Monday, September 29, 2014


This is basically what you may be facing if you visit an E.R. at a teaching hospital in the upcoming months. Stay healthy!

I'm putting everyone here on notice. In the immediate future, my colleagues and I are taking a few hours' worth of workshops on vital signs, after which they (the ubiquitous superpower THEY, never to be identified) are sending my colleagues and me into the emergency room of a hospital somewhere in the northern half of California. The same thing is probably happening in teaching hospitals all over the nation. If you know what is good for you, I would advise you to stay the hell away from teaching hospitals in general and mine in particular if you're feeling not quite up to par and think you may be in need of medical treatment at an emergency room. 

I'm not quite so much worried about myself.  I've watched enough House, MD episodes that I could basically diagnose anyone. I've been doing it for years (much to my father's chagrin) with remarkable accuracy. ( Rule #1: It's NOT lupus.) It's my less-enlightened colleagues for whom I fear. Most of them could not differentiate a case of full-term labor from the measles. 

We won't be actually responsible for your treatment, although our beady eyes will be on you the entire time you receive said treatment.  We will process your intake. If we really screw up a blood pressure or pulse reading, the odds  are that someone will catch it.  Sometimes things don't happen in the manner that is statistically probable, though. Perhaps you will be the one in ten who will NOT be caught by someone smarter and more capable than we are.

Again, it is not I about whom  you really need to be worried. I've been able to take a blood pressure reading with a sphygmomanometer and stethoscope (I even know how to spell them correctly and have known how since elementary school, unlike more than half of my colleagues) since I was nine years old. I won't kill you off before you even see a real doctor.  I cannot, however, make the same guarantee in regard to many if not most of my peers. 

Just to be on the safe side, if you fail to heed my admonition and do find yourself in a northern California E.R. in the next month or two, and you find that your intake is being processed by a medical student who looks greener than Ireland in the month of June, ask for Alexis. It may not be my hospital, and even if it is, I may not be on duty, but it's probably still in your best interests to at least ask. Maybe they'll page me.

P.S. In a real pinch, ask for Matthew. I know that you must be reluctant to do so after some of the stories that I've shared about him, but he does at least know how to take an accurate blood pressure and pulse. I know this because I taught him personally.

P.S.S. I'm praying for the continued good health of readers everywhere, but particularly for those of you who wander through the northern half of California. From what I hear of southern California's medical students, they're even stupider as a group than we are, so you might want to be very careful if you're spending any time there.


  1. There's a first time for everything. I am sure you and your colleagues will be fine. And I am sure you will be very well supervised.

    That being said, I stay away from doctors anyway.

  2. That is wise. Unless I'm likely to die or lose a limb if I don't see one, I try to avoid it, which has sometimes meant locking myself in my bedroom.

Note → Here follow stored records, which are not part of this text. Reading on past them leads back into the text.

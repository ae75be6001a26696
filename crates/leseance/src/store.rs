//! Session persistence trait and in-memory implementation

use std::collections::HashMap;

use async_trait::async_trait;
use thiserror::Error;
use tokio::sync::RwLock;

use crate::model::{SessionId, SessionRecord, UserId};

/// Errors surfaced by session persistence backends.
#[derive(Debug, Error)]
pub enum StoreError {
    /// Underlying I/O failure.
    #[error("i/o failure: {0}")]
    Io(#[from] std::io::Error),

    /// Record (de)serialization failure.
    #[error("serialization failure: {0}")]
    Serde(#[from] serde_json::Error),

    /// The backend refused service; the caller should retry.
    #[error("store backend unavailable: {0}")]
    Unavailable(String),
}

/// Durable record store for sessions.
///
/// Each record is written only by its owning orchestration loop; `put`
/// therefore replaces whole records rather than patching fields.
#[async_trait]
pub trait SessionStore: Send + Sync {
    /// Insert or replace a record.
    async fn put(&self, record: &SessionRecord) -> Result<(), StoreError>;

    /// Fetch one record by id.
    async fn get(&self, id: &SessionId) -> Result<Option<SessionRecord>, StoreError>;

    /// A user's records, newest first, at most `limit`.
    async fn list_for_user(
        &self,
        user: &UserId,
        limit: usize,
    ) -> Result<Vec<SessionRecord>, StoreError>;
}

/// Map-backed store for tests and single-process deployments.
#[derive(Default)]
pub struct MemorySessionStore {
    records: RwLock<HashMap<SessionId, SessionRecord>>,
}

impl MemorySessionStore {
    /// Create an empty store.
    pub fn new() -> Self {
        Self::default()
    }
}

#[async_trait]
impl SessionStore for MemorySessionStore {
    async fn put(&self, record: &SessionRecord) -> Result<(), StoreError> {
        self.records
            .write()
            .await
            .insert(record.id.clone(), record.clone());
        Ok(())
    }

    async fn get(&self, id: &SessionId) -> Result<Option<SessionRecord>, StoreError> {
        Ok(self.records.read().await.get(id).cloned())
    }

    async fn list_for_user(
        &self,
        user: &UserId,
        limit: usize,
    ) -> Result<Vec<SessionRecord>, StoreError> {
        let records = self.records.read().await;
        let mut mine: Vec<SessionRecord> = records
            .values()
            .filter(|r| &r.user_id == user)
            .cloned()
            .collect();
        mine.sort_by(|a, b| b.created_at.cmp(&a.created_at));
        mine.truncate(limit);
        Ok(mine)
    }
}

#[cfg(test)]
mod tests {
    use super::*;
    use crate::model::SessionKind;

    fn record_for(user: &str) -> SessionRecord {
        SessionRecord::new(
            UserId::from_string(user),
            SessionKind::VoiceClone,
            serde_json::json!({"text": "hi", "reference_audio_uri": "/media/r.wav"}),
        )
    }

    #[tokio::test]
    async fn put_then_get_roundtrips() {
        let store = MemorySessionStore::new();
        let rec = record_for("user-1");
        store.put(&rec).await.expect("put");

        let loaded = store.get(&rec.id).await.expect("get").expect("present");
        assert_eq!(loaded.id, rec.id);
        assert_eq!(loaded.user_id, rec.user_id);
    }

    #[tokio::test]
    async fn get_unknown_id_is_none() {
        let store = MemorySessionStore::new();
        let missing = store
            .get(&SessionId::from_string("nope"))
            .await
            .expect("get");
        assert!(missing.is_none());
    }

    #[tokio::test]
    async fn list_is_scoped_to_user_and_bounded() {
        let store = MemorySessionStore::new();
        for _ in 0..3 {
            store.put(&record_for("user-a")).await.expect("put");
        }
        store.put(&record_for("user-b")).await.expect("put");

        let mine = store
            .list_for_user(&UserId::from_string("user-a"), 2)
            .await
            .expect("list");
        assert_eq!(mine.len(), 2);
        assert!(mine.iter().all(|r| r.user_id.as_str() == "user-a"));
    }
}
//! Maximal marginal relevance selection.
//!
//! Each step picks the candidate maximising
//! `λ · sim(query, c) − (1 − λ) · max sim(c, selected)`; the first pick is
//! the candidate most similar to the query.

use super::vector::cosine_similarity;

/// Select up to `k` candidate indices, in selection order.
///
/// `query_scores[i]` is the similarity of candidate `i` to the query and
/// `embeddings[i]` its vector. `lambda` = 1.0 ranks purely by similarity,
/// 0.0 purely by diversity. Ties go to the earlier candidate.
pub fn mmr_select(
    query_scores: &[f32],
    embeddings: &[&[f32]],
    k: usize,
    lambda: f32,
) -> Vec<usize> {
    let n = query_scores.len().min(embeddings.len());
    let k = k.min(n);
    if k == 0 {
        return Vec::new();
    }
    let lambda = lambda.clamp(0.0, 1.0);

    let mut selected: Vec<usize> = Vec::with_capacity(k);
    let mut remaining: Vec<usize> = (0..n).collect();
    // Highest similarity to anything already selected, per candidate
    let mut max_redundancy = vec![f32::NEG_INFINITY; n];

    while selected.len() < k {
        let mut best: Option<(usize, f32)> = None;
        for (pos, &i) in remaining.iter().enumerate() {
            // The first pick is always the most similar candidate
            let score = if selected.is_empty() {
                query_scores[i]
            } else {
                lambda * query_scores[i] - (1.0 - lambda) * max_redundancy[i]
            };
            match best {
                Some((_, best_score)) if score <= best_score => {}
                _ => best = Some((pos, score)),
            }
        }

        let Some((pos, _)) = best else { break };
        let chosen = remaining.remove(pos);
        selected.push(chosen);

        for &i in &remaining {
            let sim = cosine_similarity(embeddings[i], embeddings[chosen]);
            if sim > max_redundancy[i] {
                max_redundancy[i] = sim;
            }
        }
    }

    selected
}
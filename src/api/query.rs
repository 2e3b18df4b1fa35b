use axum::extract::State;
use axum::http::StatusCode;
use axum::Json;

use crate::models::{parse_category, AnswerResponse, QueryRequest, SearchResponse, SourceView};
use crate::state::AppState;

/// POST /api/answer - Retrieve, filter and generate a grounded answer
pub async fn answer(
    State(state): State<AppState>,
    Json(req): Json<QueryRequest>,
) -> Result<Json<AnswerResponse>, (StatusCode, String)> {
    let category = parse_category(req.category.as_deref())?;
    let answer = state
        .rag
        .generate_answer(&req.query, req.k, category, req.model_type.as_deref())
        .await?;
    Ok(Json(AnswerResponse::from(answer)))
}

/// POST /api/search - Raw similarity hits, no filtering or generation
pub async fn search(
    State(state): State<AppState>,
    Json(req): Json<QueryRequest>,
) -> Result<Json<SearchResponse>, (StatusCode, String)> {
    let category = parse_category(req.category.as_deref())?;
    let hits = state.rag.search(&req.query, req.k, category).await?;
    Ok(Json(SearchResponse {
        query: req.query.trim().to_string(),
        results: hits.iter().map(SourceView::from).collect(),
    }))
}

  3. I was in the ER Tuesday. My now 2 year old central line broke before school while I was using it, which earned me a trip to Philly (3rd time in about 10 days.) I called ahead of time so the ER had everything reserved, and I skipped right over triage. I still had an intern, though under the circumstances he wasn't doing anything, to me anyway.

    I've had 1st year residents unable to properly differentiate between liver and spleen. You guys should get a little bit of slack.

  4. Missed that you have begun your journey as I was on a long journey-Oz to the northern hemisphere. Your apprehensions are to be expected and continue to question yourself. Self knowledge is an important part of attaining competence.

    Good luck for the next and all steps.

  5. Very good. Laughed out loud at Lupus comment - I once wrote something along those lines about House in my UK TV column and was inundated with complaints from the Lupus society, saying I was laughing about them, which I wasn't, of course. But it WAS always coming up on House!!

  6. I live in the northern half of California. But as much as I would like to meet you in real life, I hope it's not in the ER.